Whenever a line below includes the string "listener", show it.

═══ DATA PROVIDED ═══

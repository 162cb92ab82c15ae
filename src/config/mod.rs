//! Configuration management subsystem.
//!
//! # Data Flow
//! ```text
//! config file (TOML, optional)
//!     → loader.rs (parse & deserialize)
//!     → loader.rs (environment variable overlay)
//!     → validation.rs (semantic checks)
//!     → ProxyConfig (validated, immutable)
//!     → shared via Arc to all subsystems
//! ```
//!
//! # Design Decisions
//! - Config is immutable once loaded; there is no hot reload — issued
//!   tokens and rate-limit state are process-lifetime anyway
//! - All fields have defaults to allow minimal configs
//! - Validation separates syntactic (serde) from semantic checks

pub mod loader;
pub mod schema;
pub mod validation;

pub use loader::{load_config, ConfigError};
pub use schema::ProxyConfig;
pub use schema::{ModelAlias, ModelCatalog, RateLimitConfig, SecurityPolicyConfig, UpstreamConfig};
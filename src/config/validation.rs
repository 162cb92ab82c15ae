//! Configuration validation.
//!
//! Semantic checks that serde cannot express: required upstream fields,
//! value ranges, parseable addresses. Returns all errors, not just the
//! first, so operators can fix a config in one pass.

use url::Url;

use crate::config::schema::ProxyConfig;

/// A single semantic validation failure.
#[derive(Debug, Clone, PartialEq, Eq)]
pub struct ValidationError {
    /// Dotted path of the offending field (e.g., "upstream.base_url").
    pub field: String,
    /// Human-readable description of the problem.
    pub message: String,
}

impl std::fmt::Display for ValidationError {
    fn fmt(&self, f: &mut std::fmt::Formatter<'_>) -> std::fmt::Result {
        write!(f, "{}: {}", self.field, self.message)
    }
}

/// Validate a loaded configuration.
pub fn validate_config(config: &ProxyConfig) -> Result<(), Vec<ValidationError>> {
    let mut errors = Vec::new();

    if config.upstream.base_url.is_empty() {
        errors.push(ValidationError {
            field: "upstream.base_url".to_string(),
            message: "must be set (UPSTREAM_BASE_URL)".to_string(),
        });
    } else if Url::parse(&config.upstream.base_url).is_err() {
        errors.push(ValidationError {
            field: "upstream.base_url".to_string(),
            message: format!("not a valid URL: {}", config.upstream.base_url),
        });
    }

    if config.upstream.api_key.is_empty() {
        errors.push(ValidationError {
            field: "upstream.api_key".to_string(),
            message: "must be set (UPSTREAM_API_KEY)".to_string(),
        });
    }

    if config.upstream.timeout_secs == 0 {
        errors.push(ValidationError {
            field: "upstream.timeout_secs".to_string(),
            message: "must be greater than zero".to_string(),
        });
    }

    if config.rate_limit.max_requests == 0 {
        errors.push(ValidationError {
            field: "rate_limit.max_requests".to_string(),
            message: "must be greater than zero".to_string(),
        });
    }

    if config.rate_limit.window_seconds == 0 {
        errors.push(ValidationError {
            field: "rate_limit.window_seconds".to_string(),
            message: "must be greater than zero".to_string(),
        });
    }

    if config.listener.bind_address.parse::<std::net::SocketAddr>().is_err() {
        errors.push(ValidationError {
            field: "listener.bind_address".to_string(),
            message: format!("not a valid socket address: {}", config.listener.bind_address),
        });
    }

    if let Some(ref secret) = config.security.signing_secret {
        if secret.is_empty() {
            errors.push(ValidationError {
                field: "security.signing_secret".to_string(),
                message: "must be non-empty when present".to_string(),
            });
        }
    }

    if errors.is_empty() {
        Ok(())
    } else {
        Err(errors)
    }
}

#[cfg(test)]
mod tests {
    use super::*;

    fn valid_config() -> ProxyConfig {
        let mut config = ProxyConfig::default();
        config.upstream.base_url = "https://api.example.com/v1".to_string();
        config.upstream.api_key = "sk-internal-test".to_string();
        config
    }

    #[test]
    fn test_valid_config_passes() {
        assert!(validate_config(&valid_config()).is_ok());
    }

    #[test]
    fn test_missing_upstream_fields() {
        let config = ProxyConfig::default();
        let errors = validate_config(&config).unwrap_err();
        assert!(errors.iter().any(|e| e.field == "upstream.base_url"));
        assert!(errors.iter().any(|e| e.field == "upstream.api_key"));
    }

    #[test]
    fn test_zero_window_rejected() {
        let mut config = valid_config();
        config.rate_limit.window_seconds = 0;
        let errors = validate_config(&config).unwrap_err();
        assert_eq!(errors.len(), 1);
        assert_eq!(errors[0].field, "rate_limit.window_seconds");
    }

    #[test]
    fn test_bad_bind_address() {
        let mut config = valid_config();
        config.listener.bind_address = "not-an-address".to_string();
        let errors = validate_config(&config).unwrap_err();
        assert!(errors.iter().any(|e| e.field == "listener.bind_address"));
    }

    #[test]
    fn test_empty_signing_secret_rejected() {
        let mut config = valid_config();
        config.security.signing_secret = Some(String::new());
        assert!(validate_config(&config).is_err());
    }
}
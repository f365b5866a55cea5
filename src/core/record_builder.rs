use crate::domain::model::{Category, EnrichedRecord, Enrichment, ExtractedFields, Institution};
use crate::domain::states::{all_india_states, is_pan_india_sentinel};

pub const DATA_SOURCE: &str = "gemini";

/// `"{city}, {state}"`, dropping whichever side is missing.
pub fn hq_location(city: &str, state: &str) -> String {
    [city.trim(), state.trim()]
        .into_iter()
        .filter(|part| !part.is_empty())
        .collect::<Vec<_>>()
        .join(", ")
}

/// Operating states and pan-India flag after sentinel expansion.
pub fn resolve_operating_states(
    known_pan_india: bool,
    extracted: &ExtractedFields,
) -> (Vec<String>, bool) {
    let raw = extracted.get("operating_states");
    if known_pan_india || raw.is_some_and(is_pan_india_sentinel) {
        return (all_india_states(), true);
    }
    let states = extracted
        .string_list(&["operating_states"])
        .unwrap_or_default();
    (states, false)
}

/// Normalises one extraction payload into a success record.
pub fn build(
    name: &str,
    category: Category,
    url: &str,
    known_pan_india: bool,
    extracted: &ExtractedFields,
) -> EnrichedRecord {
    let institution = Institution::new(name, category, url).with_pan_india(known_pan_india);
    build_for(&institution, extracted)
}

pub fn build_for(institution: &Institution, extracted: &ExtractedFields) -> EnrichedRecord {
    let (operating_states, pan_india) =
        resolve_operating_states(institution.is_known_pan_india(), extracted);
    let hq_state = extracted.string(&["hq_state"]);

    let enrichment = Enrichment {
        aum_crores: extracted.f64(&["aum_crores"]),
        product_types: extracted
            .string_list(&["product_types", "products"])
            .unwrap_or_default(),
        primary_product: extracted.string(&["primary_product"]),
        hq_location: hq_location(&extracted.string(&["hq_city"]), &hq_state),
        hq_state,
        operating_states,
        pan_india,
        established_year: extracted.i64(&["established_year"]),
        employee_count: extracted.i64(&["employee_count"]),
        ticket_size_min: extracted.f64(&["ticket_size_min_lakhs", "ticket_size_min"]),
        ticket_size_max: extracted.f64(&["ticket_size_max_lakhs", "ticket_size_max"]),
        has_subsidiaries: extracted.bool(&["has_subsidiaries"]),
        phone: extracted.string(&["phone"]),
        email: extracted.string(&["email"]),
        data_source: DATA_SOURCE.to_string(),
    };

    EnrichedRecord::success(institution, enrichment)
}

═══

• RESPONSE TO THIS TASK:
    if config.listener.bind_address.parse::<std::net::SocketAddr>().is_err() {
            field: "listener.bind_address".to_string(),
            message: format!("not a valid socket address: {}", config.listener.bind_address),
        config.listener.bind_address = "not-an-address".to_string();
        assert!(errors.iter().any(|e| e.field == "listener.bind_address"));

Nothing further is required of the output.